When Winter's Ghost shapeshifts into a a black metal long in the way only Austin Lunn is capable of pulling off, one name came up to my mind: Paysage d’Hiver. The harsh, stormlike guitar riffs, the blastbeats, the scorching, pained gutturals oozing with emotion through the walls of reverb. Winter's Ghost is definitely haunted by the old master (who's ironically only five years older than Austin). Of course, it is adapted to Panopticon style with melancholic synths, violins and even bells that shape its emotional landscape.
In my opinion, the showstopper on The Rime of Memory really is Cedar Skeletons, though. Holy fuck, that song is awesome. Lead by eerie synths, a more melodic, old school heavy metal-inspired guitar riffing and an absolutely fucking stellar drumming performance, it is so fucking beautiful and hard that it makes me question my life choices every time I fucking hear it. Every time it gives me a breathes and I go like "OK, maybe it's not the best song I ever heard", it hits me with something beautiful.
Cedar Skeletons features these samples, which I believe is a new concept in Panopticon's creative paradigm, but they give this feeling of an old radio playing in a desolate shack through a snow storm or an isolated person immersed in their memories. It's such a simple, yet game-changing idea. I think I heard mandolin at some point too, but it might just be a violin played with fingers. This song is such an onslaught of feelings and textures, it's difficult to circumvent. It's a journey that renews itself with every listen.

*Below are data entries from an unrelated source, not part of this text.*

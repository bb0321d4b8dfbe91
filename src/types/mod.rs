// SPDX-License-Identifier: Apache-2.0
//! The five-axis canonical type system (\u{00a7}3.1).
//!
//! Every typed value in a Patch carries a [`CanonicalType`]: a [`Payload`]
//! plus an [`Extent`] over five independent axes. Each axis value is either
//! concrete ([`Axis::Inst`]) or a unification variable ([`Axis::Var`]); the
//! [`unify`](unify::Unifier) module resolves variables to fixpoint. Any axis
//! still a `Var` when the backend lowers the program is a hard compiler bug,
//! not a user-facing error — it means a pass ran lowering before the solver
//! validated (\u{00a7}4.3 step 4, invariant 4 in \u{00a7}8).

pub mod unify;

use crate::ident::{InstanceId, TypeVarId};

/// The structural payload of a typed value. Has a fixed stride once resolved.
#[derive(Clone, Copy, PartialEq, Eq, Hash, Debug)]
#[cfg_attr(feature = "serde", derive(serde::Serialize, serde::Deserialize))]
pub enum Payload {
    Float,
    Int,
    Bool,
    Vec2,
    Vec3,
    Color,
    Shape,
    CameraProjection,
}

impl Payload {
    /// Number of `f32` lanes this payload occupies when stored SoA (\u{00a7}4.11.4).
    /// `Shape` and `CameraProjection` are object-bank payloads and have no
    /// fixed float stride; callers must not call this for those variants.
    #[must_use]
    pub const fn float_stride(self) -> Option<u8> {
        match self {
            Self::Float | Self::Int | Self::Bool => Some(1),
            Self::Vec2 => Some(2),
            Self::Vec3 => Some(3),
            Self::Color => Some(4),
            Self::Shape | Self::CameraProjection => None,
        }
    }
}

/// Compile-time constant vs. per-frame signal lane vs. per-element field.
#[derive(Clone, Copy, PartialEq, Eq, Hash, Debug)]
#[cfg_attr(feature = "serde", derive(serde::Serialize, serde::Deserialize))]
pub enum Cardinality {
    Zero,
    One,
    Many(InstanceId),
}

/// Never-changing vs. per-frame vs. event-instant.
#[derive(Clone, Copy, PartialEq, Eq, Hash, Debug)]
#[cfg_attr(feature = "serde", derive(serde::Serialize, serde::Deserialize))]
pub enum Temporality {
    Static,
    Continuous,
    Discrete,
}

/// Whether per-element lanes are independent of one another.
#[derive(Clone, Copy, PartialEq, Eq, Hash, Debug)]
#[cfg_attr(feature = "serde", derive(serde::Serialize, serde::Deserialize))]
pub enum Binding {
    LaneLocal,
    LaneShared,
}

/// Reserved axis; only `Default` is legal in this version (\u{00a7}3.1, Non-goals \u{00a7}1).
#[derive(Clone, Copy, PartialEq, Eq, Hash, Debug)]
#[cfg_attr(feature = "serde", derive(serde::Serialize, serde::Deserialize))]
pub enum Perspective {
    Default,
}

/// Reserved axis; only `Default` is legal in this version.
#[derive(Clone, Copy, PartialEq, Eq, Hash, Debug)]
#[cfg_attr(feature = "serde", derive(serde::Serialize, serde::Deserialize))]
pub enum Branch {
    Default,
}

/// An axis value that is either concrete or a unification variable awaiting
/// resolution. `T` is one of the five axis value types above.
#[derive(Clone, Copy, PartialEq, Eq, Hash, Debug)]
#[cfg_attr(feature = "serde", derive(serde::Serialize, serde::Deserialize))]
pub enum Axis<T> {
    Inst(T),
    Var(TypeVarId),
}

impl<T: Copy> Axis<T> {
    /// Returns the concrete value, or `None` if still unresolved.
    #[must_use]
    pub const fn inst(self) -> Option<T>
    where
        T: Copy,
    {
        match self {
            Self::Inst(v) => Some(v),
            Self::Var(_) => None,
        }
    }

    #[must_use]
    pub const fn is_var(self) -> bool {
        matches!(self, Self::Var(_))
    }
}

/// The five-axis extent of a [`CanonicalType`].
#[derive(Clone, Copy, PartialEq, Eq, Hash, Debug)]
#[cfg_attr(feature = "serde", derive(serde::Serialize, serde::Deserialize))]
pub struct Extent {
    pub cardinality: Axis<Cardinality>,
    pub temporality: Axis<Temporality>,
    pub binding: Axis<Binding>,
    pub perspective: Axis<Perspective>,
    pub branch: Axis<Branch>,
}

impl Extent {
    /// The extent of a fully-concrete laneLocal, default-perspective,
    /// default-branch signal (one / continuous).
    #[must_use]
    pub const fn signal() -> Self {
        Self {
            cardinality: Axis::Inst(Cardinality::One),
            temporality: Axis::Inst(Temporality::Continuous),
            binding: Axis::Inst(Binding::LaneLocal),
            perspective: Axis::Inst(Perspective::Default),
            branch: Axis::Inst(Branch::Default),
        }
    }

    #[must_use]
    pub const fn field(instance: InstanceId) -> Self {
        Self {
            cardinality: Axis::Inst(Cardinality::Many(instance)),
            temporality: Axis::Inst(Temporality::Continuous),
            binding: Axis::Inst(Binding::LaneLocal),
            perspective: Axis::Inst(Perspective::Default),
            branch: Axis::Inst(Branch::Default),
        }
    }

    #[must_use]
    pub const fn constant() -> Self {
        Self {
            cardinality: Axis::Inst(Cardinality::Zero),
            temporality: Axis::Inst(Temporality::Static),
            binding: Axis::Inst(Binding::LaneLocal),
            perspective: Axis::Inst(Perspective::Default),
            branch: Axis::Inst(Branch::Default),
        }
    }

    #[must_use]
    pub const fn event() -> Self {
        Self {
            cardinality: Axis::Inst(Cardinality::One),
            temporality: Axis::Inst(Temporality::Discrete),
            binding: Axis::Inst(Binding::LaneLocal),
            perspective: Axis::Inst(Perspective::Default),
            branch: Axis::Inst(Branch::Default),
        }
    }

    /// `true` if every axis is resolved to a concrete value.
    #[must_use]
    pub const fn is_fully_concrete(&self) -> bool {
        !self.cardinality.is_var()
            && !self.temporality.is_var()
            && !self.binding.is_var()
            && !self.perspective.is_var()
            && !self.branch.is_var()
    }
}

/// A fully-typed value: payload plus extent. Every port, `ValueExpr`, and
/// schedule step's slot carries exactly one of these (\u{00a7}3.1 invariant).
#[derive(Clone, Copy, PartialEq, Eq, Hash, Debug)]
#[cfg_attr(feature = "serde", derive(serde::Serialize, serde::Deserialize))]
pub struct CanonicalType {
    pub payload: Axis<Payload>,
    pub extent: Extent,
}

impl CanonicalType {
    #[must_use]
    pub const fn concrete(payload: Payload, extent: Extent) -> Self {
        Self {
            payload: Axis::Inst(payload),
            extent,
        }
    }

    /// *Signal* = `cardinality:one \u{2227} temporality:continuous`.
    #[must_use]
    pub fn is_signal(&self) -> bool {
        matches!(self.extent.cardinality, Axis::Inst(Cardinality::One))
            && matches!(self.extent.temporality, Axis::Inst(Temporality::Continuous))
    }

    /// *Field* = `cardinality:many(_) \u{2227} temporality:continuous`.
    #[must_use]
    pub fn is_field(&self) -> bool {
        matches!(self.extent.cardinality, Axis::Inst(Cardinality::Many(_)))
            && matches!(self.extent.temporality, Axis::Inst(Temporality::Continuous))
    }

    /// *Event* = `temporality:discrete`.
    #[must_use]
    pub fn is_event(&self) -> bool {
        matches!(self.extent.temporality, Axis::Inst(Temporality::Discrete))
    }

    /// *Const* = `cardinality:zero`.
    #[must_use]
    pub fn is_const(&self) -> bool {
        matches!(self.extent.cardinality, Axis::Inst(Cardinality::Zero))
    }

    /// `true` if the payload axis and every extent axis are concrete.
    #[must_use]
    pub const fn is_fully_concrete(&self) -> bool {
        !self.payload.is_var() && self.extent.is_fully_concrete()
    }

    /// The instance this type's field is materialized over, if it is a field.
    #[must_use]
    pub fn instance(&self) -> Option<InstanceId> {
        match self.extent.cardinality {
            Axis::Inst(Cardinality::Many(i)) => Some(i),
            _ => None,
        }
    }
}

To me, it achieves the emotional intensity that a band like Lorna Shore was trying to convey with Pain Remains, but failed at by wanting to provoke this emotional experience more than they actually go through it. Cedar Skeletons comes from a genuine place. It is driven through and through by painful, intermixed feelings of wonder and misery. It really is a special song. I’m going to shut up about it now, but know that I could talk your ear off about Cedar Skeletons. It probably is my favourite Panopticon song.

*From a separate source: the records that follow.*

use crate::error::Error;
use crate::parser::InstructionStream;
use std::io::{self, Write};

/// Pretty-print a structured [`Error`] with caret positioning.
/// If `program` is `Some("bfi")`, prefix messages with "bfi: ..." for CLI use.
pub fn print_error(program: Option<&str>, stream: &InstructionStream, err: &Error) {
    let prefix_program = |msg: &str| {
        if let Some(p) = program {
            format!("{p}: {msg}")
        } else {
            msg.to_string()
        }
    };

    match err {
        Error::UnmatchedBracket { position, kind } => {
            let msg = prefix_program(&format!("Parse error: unmatched bracket {kind}"));
            print_stream_context(&msg, stream, *position);
        }
        Error::OutOfBounds { index, len } => {
            let msg = prefix_program(&format!(
                "Runtime error: tape index {index} out of bounds (len={len})"
            ));
            eprintln!("{msg}");
            let _ = io::stderr().flush();
        }
        Error::Io(source) => {
            let msg = prefix_program(&format!("I/O error: {source}"));
            eprintln!("{msg}");
            let _ = io::stderr().flush();
        }
    }
}

/// Print a concise error with its stream position and a caret context window.
///
/// An [`InstructionStream`] is ASCII by construction, so byte and character
/// positions coincide and plain byte slicing is safe.
pub fn print_stream_context(prefix: &str, stream: &InstructionStream, pos: usize) {
    eprintln!("{prefix} at position {pos}");

    // Show a short window around the position for context
    const WINDOW: usize = 32;

    let start = pos.saturating_sub(WINDOW).min(stream.len());
    let end = (pos + WINDOW + 1).min(stream.len());

    eprintln!("  {}", &stream.as_str()[start..end]);

    // Caret under the exact position
    let mut underline = String::new();
    for _ in 0..pos.saturating_sub(start) {
        underline.push(' ');
    }
    underline.push('^');
    eprintln!("  {underline}");
    let _ = io::stderr().flush();
}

Of course, it's kind of difficult to follow up such a masterpiece. An Autumn Storm comes off like a more conventional black metal song even if it’s lead by these cool, otherworldly synths. It has accordion on a bridge, which I throughly enjoyed, but it lacks the creative and emotional depth of the two skull crushing monsters than came prior. I believe that it's most because of the pervasive presence of blast beats. I love them as much as the next guy, but they kind of limit what you can do in such a singular creative paradigm.
Enduring the Snow Drought starts off with these cool, old school heavy metal-inspired guitars that made such a number on me on Cedar Skeletons. It has this rich, squealing tone that I love so much and that is more traditionally used at the end of songs, but Austin build the entire song around it, which is so fucking cool and creative. At some point is layers it with violin to transition into one of these blueegrass inspired segments he’s so fucking good at. It embodies hope and pain as well as anything on The Rime of Memory.
The closer The Blue Against the White is the closest thing on The Rime of Memory that resembles what you know from previous Panopticon released. It has this quieter, amorphous, almost shoegaze quality to it. The prior Panopticon releases were really about levelling the feelings evoked by bluegrass and black metal, but The Rime of Memory I feel is a reappropriation of black metal history. It operates within a less original paradigm, but it challenges it criticizes and questions its aesthetic foundations.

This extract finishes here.